▶

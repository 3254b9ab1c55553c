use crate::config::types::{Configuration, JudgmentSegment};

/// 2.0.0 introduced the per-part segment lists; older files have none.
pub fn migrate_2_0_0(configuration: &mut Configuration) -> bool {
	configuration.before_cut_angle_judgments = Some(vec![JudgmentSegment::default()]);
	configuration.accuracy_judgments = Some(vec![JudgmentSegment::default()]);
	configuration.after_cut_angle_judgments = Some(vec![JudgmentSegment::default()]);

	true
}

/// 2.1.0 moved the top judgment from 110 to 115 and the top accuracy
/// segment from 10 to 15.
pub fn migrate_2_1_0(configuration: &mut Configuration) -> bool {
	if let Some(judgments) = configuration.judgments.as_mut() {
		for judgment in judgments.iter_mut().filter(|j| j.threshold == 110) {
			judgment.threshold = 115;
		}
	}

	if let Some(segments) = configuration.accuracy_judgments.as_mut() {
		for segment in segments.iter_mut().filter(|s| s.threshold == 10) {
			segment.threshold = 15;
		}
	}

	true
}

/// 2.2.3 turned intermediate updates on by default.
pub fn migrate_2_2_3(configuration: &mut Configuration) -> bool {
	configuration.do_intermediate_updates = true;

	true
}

◀
▶

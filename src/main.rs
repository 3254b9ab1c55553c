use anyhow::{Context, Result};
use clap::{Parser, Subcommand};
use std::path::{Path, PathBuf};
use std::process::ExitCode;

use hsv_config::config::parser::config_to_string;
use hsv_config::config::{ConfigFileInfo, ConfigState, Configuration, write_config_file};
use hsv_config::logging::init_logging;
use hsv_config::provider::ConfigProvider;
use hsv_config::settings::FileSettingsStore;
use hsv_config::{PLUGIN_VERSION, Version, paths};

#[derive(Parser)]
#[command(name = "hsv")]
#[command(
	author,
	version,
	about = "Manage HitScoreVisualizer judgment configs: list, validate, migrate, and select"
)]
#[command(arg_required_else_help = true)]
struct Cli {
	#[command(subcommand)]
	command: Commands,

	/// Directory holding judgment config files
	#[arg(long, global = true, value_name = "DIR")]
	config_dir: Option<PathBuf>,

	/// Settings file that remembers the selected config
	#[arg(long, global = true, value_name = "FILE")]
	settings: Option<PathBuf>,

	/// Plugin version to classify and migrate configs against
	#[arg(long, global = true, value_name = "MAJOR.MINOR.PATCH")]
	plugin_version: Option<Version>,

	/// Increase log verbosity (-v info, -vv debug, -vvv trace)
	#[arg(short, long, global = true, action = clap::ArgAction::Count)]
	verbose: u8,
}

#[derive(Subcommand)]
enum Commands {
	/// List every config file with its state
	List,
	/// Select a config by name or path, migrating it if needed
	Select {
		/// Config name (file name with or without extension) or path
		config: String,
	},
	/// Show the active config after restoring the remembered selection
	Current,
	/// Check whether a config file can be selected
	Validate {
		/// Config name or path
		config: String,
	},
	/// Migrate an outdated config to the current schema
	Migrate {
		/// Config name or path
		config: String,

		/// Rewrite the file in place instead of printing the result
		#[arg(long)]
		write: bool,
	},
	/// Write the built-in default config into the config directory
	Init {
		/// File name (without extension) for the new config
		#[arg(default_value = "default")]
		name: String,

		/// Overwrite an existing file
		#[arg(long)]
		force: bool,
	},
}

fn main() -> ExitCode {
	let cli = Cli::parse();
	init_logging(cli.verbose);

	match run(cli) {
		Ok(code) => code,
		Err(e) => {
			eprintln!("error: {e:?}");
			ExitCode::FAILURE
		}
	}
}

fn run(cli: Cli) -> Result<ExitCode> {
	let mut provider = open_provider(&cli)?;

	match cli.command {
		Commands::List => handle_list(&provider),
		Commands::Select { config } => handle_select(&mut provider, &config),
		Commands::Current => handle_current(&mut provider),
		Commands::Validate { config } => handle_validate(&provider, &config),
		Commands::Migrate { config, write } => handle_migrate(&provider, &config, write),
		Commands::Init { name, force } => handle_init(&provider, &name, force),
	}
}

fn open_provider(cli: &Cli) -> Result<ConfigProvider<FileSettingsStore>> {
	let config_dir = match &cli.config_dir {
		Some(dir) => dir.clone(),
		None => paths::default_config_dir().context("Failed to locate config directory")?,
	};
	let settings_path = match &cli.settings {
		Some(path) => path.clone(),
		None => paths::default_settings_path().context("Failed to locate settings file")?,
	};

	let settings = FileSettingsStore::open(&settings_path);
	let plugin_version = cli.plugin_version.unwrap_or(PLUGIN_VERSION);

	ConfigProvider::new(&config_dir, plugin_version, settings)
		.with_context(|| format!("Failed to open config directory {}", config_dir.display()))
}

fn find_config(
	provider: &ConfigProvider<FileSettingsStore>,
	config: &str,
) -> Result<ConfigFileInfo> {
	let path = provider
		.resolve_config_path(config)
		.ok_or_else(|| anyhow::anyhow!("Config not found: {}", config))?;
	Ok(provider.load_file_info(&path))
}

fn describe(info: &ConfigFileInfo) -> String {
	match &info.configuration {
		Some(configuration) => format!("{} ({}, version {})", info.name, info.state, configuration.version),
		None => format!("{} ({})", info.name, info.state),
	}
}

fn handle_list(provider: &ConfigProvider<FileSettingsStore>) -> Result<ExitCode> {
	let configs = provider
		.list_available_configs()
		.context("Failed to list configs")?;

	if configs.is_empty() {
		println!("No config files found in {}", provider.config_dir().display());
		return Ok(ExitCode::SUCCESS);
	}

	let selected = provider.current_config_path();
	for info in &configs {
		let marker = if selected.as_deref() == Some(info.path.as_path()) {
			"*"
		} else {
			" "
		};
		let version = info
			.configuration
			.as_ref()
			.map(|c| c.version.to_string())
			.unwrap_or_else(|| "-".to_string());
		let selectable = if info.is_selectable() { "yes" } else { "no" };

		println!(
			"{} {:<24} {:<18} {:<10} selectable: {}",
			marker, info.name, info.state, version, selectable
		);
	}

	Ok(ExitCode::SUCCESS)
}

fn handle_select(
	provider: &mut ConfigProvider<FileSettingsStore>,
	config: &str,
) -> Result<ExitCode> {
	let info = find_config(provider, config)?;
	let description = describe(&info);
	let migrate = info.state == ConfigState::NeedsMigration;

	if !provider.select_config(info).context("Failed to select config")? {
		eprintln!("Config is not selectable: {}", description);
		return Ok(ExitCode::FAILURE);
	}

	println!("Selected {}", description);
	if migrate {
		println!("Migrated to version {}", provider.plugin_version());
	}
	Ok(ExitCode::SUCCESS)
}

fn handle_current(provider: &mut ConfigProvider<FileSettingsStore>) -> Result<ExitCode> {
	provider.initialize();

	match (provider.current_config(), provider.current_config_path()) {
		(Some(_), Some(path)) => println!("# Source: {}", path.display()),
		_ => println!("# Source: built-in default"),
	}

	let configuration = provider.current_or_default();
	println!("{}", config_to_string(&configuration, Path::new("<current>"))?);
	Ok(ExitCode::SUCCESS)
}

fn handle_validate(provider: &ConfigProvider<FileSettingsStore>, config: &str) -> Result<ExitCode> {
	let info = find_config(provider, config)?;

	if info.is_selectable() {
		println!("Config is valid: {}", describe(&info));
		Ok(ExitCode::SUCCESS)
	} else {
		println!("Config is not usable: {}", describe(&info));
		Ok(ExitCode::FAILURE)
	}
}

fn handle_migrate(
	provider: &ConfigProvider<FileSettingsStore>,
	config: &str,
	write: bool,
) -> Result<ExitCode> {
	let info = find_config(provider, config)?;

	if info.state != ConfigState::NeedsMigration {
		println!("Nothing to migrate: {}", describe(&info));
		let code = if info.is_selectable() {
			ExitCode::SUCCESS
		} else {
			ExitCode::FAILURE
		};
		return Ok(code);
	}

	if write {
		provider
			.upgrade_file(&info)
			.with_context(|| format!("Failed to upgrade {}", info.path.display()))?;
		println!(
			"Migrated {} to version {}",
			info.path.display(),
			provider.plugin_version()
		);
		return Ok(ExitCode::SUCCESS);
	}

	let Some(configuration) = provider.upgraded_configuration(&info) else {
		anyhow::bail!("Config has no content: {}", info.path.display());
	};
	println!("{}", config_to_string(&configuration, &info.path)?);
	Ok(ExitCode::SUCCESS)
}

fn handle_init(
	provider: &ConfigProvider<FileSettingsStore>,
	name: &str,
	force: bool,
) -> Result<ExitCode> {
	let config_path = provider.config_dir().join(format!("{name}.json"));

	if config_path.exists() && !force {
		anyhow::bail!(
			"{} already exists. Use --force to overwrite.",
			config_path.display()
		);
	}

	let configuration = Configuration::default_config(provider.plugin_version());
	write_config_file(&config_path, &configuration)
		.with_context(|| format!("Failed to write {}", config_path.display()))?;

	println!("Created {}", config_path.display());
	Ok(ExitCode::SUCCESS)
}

◀
▶

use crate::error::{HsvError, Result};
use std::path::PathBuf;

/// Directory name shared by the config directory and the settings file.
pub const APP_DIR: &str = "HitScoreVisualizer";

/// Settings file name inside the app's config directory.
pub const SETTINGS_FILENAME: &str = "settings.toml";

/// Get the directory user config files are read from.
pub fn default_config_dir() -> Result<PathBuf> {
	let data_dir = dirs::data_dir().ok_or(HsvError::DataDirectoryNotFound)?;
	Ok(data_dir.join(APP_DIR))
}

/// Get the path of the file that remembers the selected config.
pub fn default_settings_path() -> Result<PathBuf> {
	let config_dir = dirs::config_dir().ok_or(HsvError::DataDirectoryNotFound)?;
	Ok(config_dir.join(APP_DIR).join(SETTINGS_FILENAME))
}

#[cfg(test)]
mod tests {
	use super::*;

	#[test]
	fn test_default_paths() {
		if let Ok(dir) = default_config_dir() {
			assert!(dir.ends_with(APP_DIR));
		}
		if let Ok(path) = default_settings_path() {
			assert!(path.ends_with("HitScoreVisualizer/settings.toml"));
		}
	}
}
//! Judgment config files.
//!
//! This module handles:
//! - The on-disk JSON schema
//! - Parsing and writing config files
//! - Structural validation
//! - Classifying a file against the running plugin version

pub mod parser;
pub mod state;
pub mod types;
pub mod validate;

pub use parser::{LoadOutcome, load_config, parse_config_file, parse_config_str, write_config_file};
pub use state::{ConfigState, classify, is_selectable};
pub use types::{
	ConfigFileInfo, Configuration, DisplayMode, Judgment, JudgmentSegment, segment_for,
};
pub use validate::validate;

◀

• Action item:
In the listing above, start at the line with "pub mod state;", go on through the line with "pub use validate::validate;", and copy each of those lines exactly; leave out all the rest.

• Completed exercise:
pub mod state;
pub mod types;
pub mod validate;

pub use parser::{LoadOutcome, load_config, parse_config_file, parse_config_str, write_config_file};
pub use state::{ConfigState, classify, is_selectable};
pub use types::{
	ConfigFileInfo, Configuration, DisplayMode, Judgment, JudgmentSegment, segment_for,
};
pub use validate::validate;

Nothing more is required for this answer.